**Dataset items:**

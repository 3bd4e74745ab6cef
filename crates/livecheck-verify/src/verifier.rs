use rand::rngs::StdRng;
use rand::{Rng, SeedableRng};
use serde::{Deserialize, Serialize};
use thiserror::Error;

pub const UNIFORM_TYPE: &str = "Security Guard Uniform";
const DETECTED_MESSAGE: &str =
    "Valid uniform detected. Person is properly dressed in required uniform.";
const NOT_DETECTED_MESSAGE: &str =
    "No valid uniform detected. Please ensure you are wearing the required uniform.";

/// Share of mock verifications that report a uniform.
const MOCK_DETECTION_RATE: f64 = 0.7;

#[derive(Error, Debug)]
pub enum VerifyError {
    #[error("no image provided")]
    EmptyImage,
}

/// Response of the uniform-verification backend.
#[derive(Debug, Clone, PartialEq, Serialize, Deserialize)]
#[serde(rename_all = "camelCase")]
pub struct UniformVerification {
    pub success: bool,
    pub uniform_detected: bool,
    pub confidence: f32,
    #[serde(default, skip_serializing_if = "Option::is_none")]
    pub uniform_type: Option<String>,
    pub message: String,
}

/// A backend that decides whether the captured person wears the required uniform.
pub trait UniformVerifier: Send {
    fn verify(&mut self, image: &[u8]) -> Result<UniformVerification, VerifyError>;
}

/// Stand-in backend returning randomised but plausible answers.
pub struct MockUniformVerifier {
    rng: StdRng,
}

impl MockUniformVerifier {
    pub fn new() -> Self {
        Self {
            rng: StdRng::from_entropy(),
        }
    }

    /// Deterministic mock, for tests and reproducible CLI runs.
    pub fn seeded(seed: u64) -> Self {
        Self {
            rng: StdRng::seed_from_u64(seed),
        }
    }
}

impl Default for MockUniformVerifier {
    fn default() -> Self {
        Self::new()
    }
}

impl UniformVerifier for MockUniformVerifier {
    fn verify(&mut self, image: &[u8]) -> Result<UniformVerification, VerifyError> {
        if image.is_empty() {
            return Err(VerifyError::EmptyImage);
        }
        tracing::info!(size = image.len(), "mock uniform verification");

        let detected = self.rng.gen_bool(MOCK_DETECTION_RATE);
        let spread: f32 = self.rng.gen();
        let result = if detected {
            UniformVerification {
                success: true,
                uniform_detected: true,
                confidence: 0.85 + spread * 0.15,
                uniform_type: Some(UNIFORM_TYPE.to_string()),
                message: DETECTED_MESSAGE.to_string(),
            }
        } else {
            UniformVerification {
                success: true,
                uniform_detected: false,
                confidence: 0.45 + spread * 0.25,
                uniform_type: None,
                message: NOT_DETECTED_MESSAGE.to_string(),
            }
        };
        Ok(result)
    }
}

**About this task:** Copy the lines above exactly. Start with the line containing "return Err(VerifyError::EmptyImage);", end with the line containing "let spread: f32 = self.rng.gen();", and include both.

**Finished task:**
            return Err(VerifyError::EmptyImage);
        }
        tracing::info!(size = image.len(), "mock uniform verification");

        let detected = self.rng.gen_bool(MOCK_DETECTION_RATE);
        let spread: f32 = self.rng.gen();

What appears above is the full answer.